Task to carry out:
Nothing in the data may be altered; restate all of it exactly.

Stored data:

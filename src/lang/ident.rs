use super::Error;
use crate::error;

type Result<T> = std::result::Result<T, Error>;

/// Number of ordinary registers in a table: `0-9` then `A-Z`.
pub const REGISTERS: usize = 36;

const SEARCH: usize = REGISTERS;
const FILENAME: usize = REGISTERS + 1;

/// ## Canonical Q-register name
///
/// Register names are a single digit or letter, case-insensitive,
/// optionally local. `_` and `*` name two write-only accumulators.

#[derive(Debug, Clone, Copy, PartialEq, Eq, Hash)]
pub struct RegName {
    index: usize,
    local: bool,
}

impl RegName {
    pub fn new(ch: u8, local: bool) -> Result<RegName> {
        let index = match ch {
            b'0'..=b'9' => (ch - b'0') as usize,
            b'A'..=b'Z' => (ch - b'A') as usize + 10,
            b'a'..=b'z' => (ch - b'a') as usize + 10,
            _ => return Err(error!(IllegalRegister @ ch)),
        };
        Ok(RegName { index, local })
    }

    /// Like `new` but also accepts the accumulators, for the commands
    /// that write them.
    pub fn accumulator(ch: u8, local: bool) -> Result<RegName> {
        match ch {
            b'_' if !local => Ok(RegName {
                index: SEARCH,
                local,
            }),
            b'*' if !local => Ok(RegName {
                index: FILENAME,
                local,
            }),
            _ => RegName::new(ch, local),
        }
    }

    pub fn index(&self) -> usize {
        self.index
    }

    pub fn is_local(&self) -> bool {
        self.local
    }

    pub fn is_special(&self) -> bool {
        self.index >= REGISTERS
    }

    pub fn to_char(&self) -> char {
        match self.index {
            0..=9 => (b'0' + self.index as u8) as char,
            SEARCH => '_',
            FILENAME => '*',
            _ => (b'A' + (self.index - 10) as u8) as char,
        }
    }
}

impl std::fmt::Display for RegName {
    fn fmt(&self, f: &mut std::fmt::Formatter) -> std::fmt::Result {
        if self.local {
            write!(f, ".{}", self.to_char())
        } else {
            write!(f, "{}", self.to_char())
        }
    }
}

#[cfg(test)]
mod tests {
    use super::*;

    #[test]
    fn test_case_insensitive() {
        assert_eq!(RegName::new(b'a', false), RegName::new(b'A', false));
        assert_eq!(RegName::new(b'z', true).unwrap().index(), 35);
        assert_eq!(RegName::new(b'7', true).unwrap().to_string(), ".7");
    }

    #[test]
    fn test_accumulators_are_write_only() {
        assert!(RegName::new(b'_', false).is_err());
        assert!(RegName::new(b'*', false).is_err());
        assert!(RegName::accumulator(b'_', false).unwrap().is_special());
        assert!(RegName::accumulator(b'*', true).is_err());
    }
}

Reply:
filename src/lang/ident.rs
use super::Error;
use crate::error;

type Result<T> = std::result::Result<T, Error>;

/// Number of ordinary registers in a table: `0-9` then `A-Z`.
pub const REGISTERS: usize = 36;

const SEARCH: usize = REGISTERS;
const FILENAME: usize = REGISTERS + 1;

/// ## Canonical Q-register name
///
/// Register names are a single digit or letter, case-insensitive,
/// optionally local. `_` and `*` name two write-only accumulators.

#[derive(Debug, Clone, Copy, PartialEq, Eq, Hash)]
pub struct RegName {
    index: usize,
    local: bool,
}

impl RegName {
    pub fn new(ch: u8, local: bool) -> Result<RegName> {
        let index = match ch {
            b'0'..=b'9' => (ch - b'0') as usize,
            b'A'..=b'Z' => (ch - b'A') as usize + 10,
            b'a'..=b'z' => (ch - b'a') as usize + 10,
            _ => return Err(error!(IllegalRegister @ ch)),
        };
        Ok(RegName { index, local })
    }

    /// Like `new` but also accepts the accumulators, for the commands
    /// that write them.
    pub fn accumulator(ch: u8, local: bool) -> Result<RegName> {
        match ch {
            b'_' if !local => Ok(RegName {
                index: SEARCH,
                local,
            }),
            b'*' if !local => Ok(RegName {
                index: FILENAME,
                local,
            }),
            _ => RegName::new(ch, local),
        }
    }

    pub fn index(&self) -> usize {
        self.index
    }

    pub fn is_local(&self) -> bool {
        self.local
    }

    pub fn is_special(&self) -> bool {
        self.index >= REGISTERS
    }

    pub fn to_char(&self) -> char {
        match self.index {
            0..=9 => (b'0' + self.index as u8) as char,
            SEARCH => '_',
            FILENAME => '*',
            _ => (b'A' + (self.index - 10) as u8) as char,
        }
    }
}

impl std::fmt::Display for RegName {
    fn fmt(&self, f: &mut std::fmt::Formatter) -> std::fmt::Result {
        if self.local {
            write!(f, ".{}", self.to_char())
        } else {
            write!(f, "{}", self.to_char())
        }
    }
}

#[cfg(test)]
mod tests {
    use super::*;

    #[test]
    fn test_case_insensitive() {
        assert_eq!(RegName::new(b'a', false), RegName::new(b'A', false));
        assert_eq!(RegName::new(b'z', true).unwrap().index(), 35);
        assert_eq!(RegName::new(b'7', true).unwrap().to_string(), ".7");
    }

    #[test]
    fn test_accumulators_are_write_only() {
        assert!(RegName::new(b'_', false).is_err());
        assert!(RegName::new(b'*', false).is_err());
        assert!(RegName::accumulator(b'_', false).unwrap().is_special());
        assert!(RegName::accumulator(b'*', true).is_err());
    }
}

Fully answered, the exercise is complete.